TASK OBJECTIVE - How many lines in the data below contain the string "info"? Answer with the number only.

Collected data
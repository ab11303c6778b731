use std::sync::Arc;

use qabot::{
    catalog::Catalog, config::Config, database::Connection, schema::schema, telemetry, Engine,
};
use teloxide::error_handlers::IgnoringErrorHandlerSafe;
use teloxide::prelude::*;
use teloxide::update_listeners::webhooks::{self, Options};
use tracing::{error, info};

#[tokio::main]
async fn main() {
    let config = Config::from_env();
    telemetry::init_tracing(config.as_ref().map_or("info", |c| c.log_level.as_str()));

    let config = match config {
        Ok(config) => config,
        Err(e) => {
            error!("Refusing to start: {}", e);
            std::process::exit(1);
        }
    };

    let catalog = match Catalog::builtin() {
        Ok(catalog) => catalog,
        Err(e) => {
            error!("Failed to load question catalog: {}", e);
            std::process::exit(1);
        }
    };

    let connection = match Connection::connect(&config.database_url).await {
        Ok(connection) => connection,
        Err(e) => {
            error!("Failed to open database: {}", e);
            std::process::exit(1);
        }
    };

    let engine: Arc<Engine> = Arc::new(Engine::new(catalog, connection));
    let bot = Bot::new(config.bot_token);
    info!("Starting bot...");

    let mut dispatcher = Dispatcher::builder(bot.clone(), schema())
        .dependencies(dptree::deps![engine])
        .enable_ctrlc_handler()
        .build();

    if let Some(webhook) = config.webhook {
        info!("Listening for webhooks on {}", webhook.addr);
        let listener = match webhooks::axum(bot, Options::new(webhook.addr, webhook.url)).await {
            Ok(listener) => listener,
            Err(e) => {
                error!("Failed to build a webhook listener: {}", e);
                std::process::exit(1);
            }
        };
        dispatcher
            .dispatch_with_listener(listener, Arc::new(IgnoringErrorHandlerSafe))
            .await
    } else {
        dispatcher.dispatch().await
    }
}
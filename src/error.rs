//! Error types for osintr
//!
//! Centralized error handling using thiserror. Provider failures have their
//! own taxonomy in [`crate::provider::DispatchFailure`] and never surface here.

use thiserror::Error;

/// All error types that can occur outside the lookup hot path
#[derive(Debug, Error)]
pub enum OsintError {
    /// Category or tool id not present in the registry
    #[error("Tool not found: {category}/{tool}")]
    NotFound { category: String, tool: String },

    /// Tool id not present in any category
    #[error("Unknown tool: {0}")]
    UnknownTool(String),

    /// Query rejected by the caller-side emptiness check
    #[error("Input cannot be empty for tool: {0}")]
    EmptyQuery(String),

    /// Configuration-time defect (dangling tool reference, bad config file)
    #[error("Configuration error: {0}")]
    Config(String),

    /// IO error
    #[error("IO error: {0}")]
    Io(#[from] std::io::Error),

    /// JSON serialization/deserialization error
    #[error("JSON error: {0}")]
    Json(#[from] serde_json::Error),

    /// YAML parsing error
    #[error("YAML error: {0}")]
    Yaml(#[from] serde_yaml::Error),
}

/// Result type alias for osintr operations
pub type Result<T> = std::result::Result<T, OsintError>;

REPLY TO THE TASK - 4